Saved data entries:
● ● ● ●

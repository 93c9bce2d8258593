//! Settings loading with deep merge and environment variable overrides.
//!
//! Loading flow:
//! 1. Start with compiled [`TetherSettings::default()`]
//! 2. If `~/.tether/settings.json` exists, deep-merge user values over defaults
//! 3. Apply environment variable overrides (highest priority)
//! 4. Validate the result
//!
//! Deep merge rules:
//! - Objects are merged recursively (source overrides target per-key)
//! - Arrays and primitives are replaced entirely by source
//! - Null values in source are skipped (preserving target)

use std::path::{Path, PathBuf};

use serde_json::Value;
use tracing::debug;

use crate::errors::Result;
use crate::types::TetherSettings;

/// Resolve the path to the settings file (`~/.tether/settings.json`).
pub fn settings_path() -> PathBuf {
    let home = std::env::var("HOME").unwrap_or_else(|_| "/tmp".to_string());
    PathBuf::from(home).join(".tether").join("settings.json")
}

/// Load settings from the default path with env var overrides.
pub fn load_settings() -> Result<TetherSettings> {
    load_settings_from_path(&settings_path())
}

/// Load settings from a specific path with env var overrides.
///
/// If the file does not exist, returns defaults. If the file contains
/// invalid JSON or an out-of-range value, returns an error.
pub fn load_settings_from_path(path: &Path) -> Result<TetherSettings> {
    let defaults = serde_json::to_value(TetherSettings::default())?;

    let merged = if path.exists() {
        debug!(?path, "loading settings from file");
        let content = std::fs::read_to_string(path)?;
        let user: Value = serde_json::from_str(&content)?;
        deep_merge(defaults, user)
    } else {
        debug!(?path, "settings file not found, using defaults");
        defaults
    };

    let mut settings: TetherSettings = serde_json::from_value(merged)?;
    apply_env_overrides(&mut settings);
    settings.validate()?;
    Ok(settings)
}

/// Recursive deep merge of two JSON values.
pub fn deep_merge(target: Value, source: Value) -> Value {
    match (target, source) {
        (Value::Object(mut target_map), Value::Object(source_map)) => {
            for (key, source_val) in source_map {
                if source_val.is_null() {
                    continue;
                }
                let merged = if let Some(target_val) = target_map.remove(&key) {
                    deep_merge(target_val, source_val)
                } else {
                    source_val
                };
                let _ = target_map.insert(key, merged);
            }
            Value::Object(target_map)
        }
        (_, source) => source,
    }
}

/// Apply `TETHER_*` environment variable overrides to loaded settings.
///
/// Invalid values are ignored with a warning (falling back to file/default).
pub fn apply_env_overrides(settings: &mut TetherSettings) {
    if let Some(v) = read_env_usize("TETHER_MAX_CONNECTIONS", 1, 10_000) {
        settings.pool.max_connections = v;
    }
    if let Some(v) = read_env_u64("TETHER_RECONNECT_DELAY_MS", 1, 3_600_000) {
        settings.pool.reconnect_delay_ms = v;
    }
    if let Some(v) = read_env_attempts("TETHER_MAX_RECONNECT_ATTEMPTS") {
        settings.pool.max_reconnect_attempts = v;
    }
    if let Some(v) = read_env_u64("TETHER_REQUEST_TIMEOUT_MS", 1, 3_600_000) {
        settings.correlator.request_timeout_ms = v;
    }
    if let Some(v) = read_env_usize("TETHER_ORDINAL_QUEUE_MAX", 1, 100_000) {
        settings.ordinal.queue_max_size = v;
    }
    if let Some(v) = read_env_string("TETHER_LOG_LEVEL") {
        settings.logging.level = v;
    }
    if let Some(v) = read_env_bool("TETHER_LOG_JSON") {
        settings.logging.json = v;
    }
}

// ── Pure parsing functions (testable without env vars) ──────────────────────

/// Parse a boolean from a string.
///
/// Accepts `"true"`, `"1"`, `"false"`, `"0"` (case-insensitive).
pub fn parse_bool(val: &str) -> Option<bool> {
    match val.to_ascii_lowercase().as_str() {
        "true" | "1" => Some(true),
        "false" | "0" => Some(false),
        _ => None,
    }
}

/// Parse a string as a `u64` within a range.
pub fn parse_u64_range(val: &str, min: u64, max: u64) -> Option<u64> {
    let n: u64 = val.parse().ok()?;
    (n >= min && n <= max).then_some(n)
}

/// Parse a string as a `usize` within a range.
pub fn parse_usize_range(val: &str, min: usize, max: usize) -> Option<usize> {
    let n: usize = val.parse().ok()?;
    (n >= min && n <= max).then_some(n)
}

/// Parse a reconnect attempt cap.
///
/// `unbounded` (any case) clears the cap; a positive integer sets it.
/// Returns `None` for anything else.
pub fn parse_attempts(val: &str) -> Option<Option<u32>> {
    if val.eq_ignore_ascii_case("unbounded") {
        return Some(None);
    }
    match val.parse::<u32>() {
        Ok(n) if n > 0 => Some(Some(n)),
        _ => None,
    }
}

// ── Env var readers (thin wrappers) ─────────────────────────────────────────

fn read_env_string(name: &str) -> Option<String> {
    std::env::var(name).ok().filter(|v| !v.is_empty())
}

fn read_env_bool(name: &str) -> Option<bool> {
    let val = std::env::var(name).ok()?;
    let result = parse_bool(&val);
    if result.is_none() {
        tracing::warn!(key = name, value = %val, "invalid bool env var, ignoring");
    }
    result
}

fn read_env_u64(name: &str, min: u64, max: u64) -> Option<u64> {
    let val = std::env::var(name).ok()?;
    let result = parse_u64_range(&val, min, max);
    if result.is_none() {
        tracing::warn!(key = name, value = %val, "invalid u64 env var, ignoring");
    }
    result
}

fn read_env_usize(name: &str, min: usize, max: usize) -> Option<usize> {
    let val = std::env::var(name).ok()?;
    let result = parse_usize_range(&val, min, max);
    if result.is_none() {
        tracing::warn!(key = name, value = %val, "invalid usize env var, ignoring");
    }
    result
}

fn read_env_attempts(name: &str) -> Option<Option<u32>> {
    let val = std::env::var(name).ok()?;
    let result = parse_attempts(&val);
    if result.is_none() {
        tracing::warn!(key = name, value = %val, "invalid attempt cap env var, ignoring");
    }
    result
}

// ─────────────────────────────────────────────────────────────────────────────
// Tests
// ─────────────────────────────────────────────────────────────────────────────

#[cfg(test)]
mod tests {
    use super::*;
    use crate::errors::SettingsError;

    // ── deep_merge ──────────────────────────────────────────────────

    #[test]
    fn merge_nested_override() {
        let target = serde_json::json!({
            "pool": {"maxConnections": 10, "reconnectDelayMs": 3000}
        });
        let source = serde_json::json!({
            "pool": {"maxConnections": 4}
        });
        let merged = deep_merge(target, source);
        assert_eq!(merged["pool"]["maxConnections"], 4);
        assert_eq!(merged["pool"]["reconnectDelayMs"], 3000);
    }

    #[test]
    fn merge_null_preserves_target() {
        let target = serde_json::json!({"a": 1, "b": 2});
        let source = serde_json::json!({"a": null});
        let merged = deep_merge(target, source);
        assert_eq!(merged["a"], 1);
        assert_eq!(merged["b"], 2);
    }

    #[test]
    fn merge_array_replace() {
        let target = serde_json::json!({"items": [1, 2, 3]});
        let source = serde_json::json!({"items": [4]});
        let merged = deep_merge(target, source);
        assert_eq!(merged["items"], serde_json::json!([4]));
    }

    #[test]
    fn merge_primitive_replaces_object() {
        let target = serde_json::json!({"a": {"nested": true}});
        let source = serde_json::json!({"a": 42});
        let merged = deep_merge(target, source);
        assert_eq!(merged["a"], 42);
    }

    // ── load_settings_from_path ─────────────────────────────────────

    #[test]
    fn load_missing_file_returns_defaults() {
        let path = Path::new("/nonexistent/settings.json");
        let settings = load_settings_from_path(path).unwrap();
        assert_eq!(settings.pool.reconnect_delay_ms, 3000);
    }

    #[test]
    fn load_partial_json_overrides() {
        let dir = tempfile::tempdir().unwrap();
        let path = dir.path().join("settings.json");
        std::fs::write(
            &path,
            r#"{"pool": {"maxReconnectAttempts": 10}, "ordinal": {"queueMaxSize": 25}}"#,
        )
        .unwrap();

        let settings = load_settings_from_path(&path).unwrap();
        assert_eq!(settings.pool.max_reconnect_attempts, Some(10));
        assert_eq!(settings.ordinal.queue_max_size, 25);
        assert_eq!(settings.ordinal.subject_field, "subject");
        assert_eq!(settings.correlator.request_timeout_ms, 15_000);
    }

    #[test]
    fn load_invalid_json_returns_error() {
        let dir = tempfile::tempdir().unwrap();
        let path = dir.path().join("settings.json");
        std::fs::write(&path, "not valid json").unwrap();

        let result = load_settings_from_path(&path);
        assert!(matches!(result.unwrap_err(), SettingsError::Json(_)));
    }

    #[test]
    fn load_out_of_range_value_fails_validation() {
        let dir = tempfile::tempdir().unwrap();
        let path = dir.path().join("settings.json");
        std::fs::write(&path, r#"{"pool": {"maxConnections": 0}}"#).unwrap();

        let result = load_settings_from_path(&path);
        assert!(matches!(result.unwrap_err(), SettingsError::InvalidValue(_)));
    }

    // ── parsing ─────────────────────────────────────────────────────

    #[test]
    fn parse_bool_values() {
        assert_eq!(parse_bool("true"), Some(true));
        assert_eq!(parse_bool("TRUE"), Some(true));
        assert_eq!(parse_bool("1"), Some(true));
        assert_eq!(parse_bool("0"), Some(false));
        assert_eq!(parse_bool("yes"), None);
    }

    #[test]
    fn parse_u64_bounds() {
        assert_eq!(parse_u64_range("3000", 1, 3_600_000), Some(3000));
        assert_eq!(parse_u64_range("0", 1, 3_600_000), None);
        assert_eq!(parse_u64_range("abc", 1, 3_600_000), None);
    }

    #[test]
    fn parse_usize_bounds() {
        assert_eq!(parse_usize_range("10", 1, 10_000), Some(10));
        assert_eq!(parse_usize_range("20000", 1, 10_000), None);
    }

    #[test]
    fn parse_attempts_variants() {
        assert_eq!(parse_attempts("10"), Some(Some(10)));
        assert_eq!(parse_attempts("Unbounded"), Some(None));
        assert_eq!(parse_attempts("0"), None);
        assert_eq!(parse_attempts("-1"), None);
        assert_eq!(parse_attempts("lots"), None);
    }
}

● ● ● ●

**TASK DIRECTIONS:**
Show the lines of the records above that mention "logging".

**WRITTEN ANSWER:**
        settings.logging.level = v;
        settings.logging.json = v;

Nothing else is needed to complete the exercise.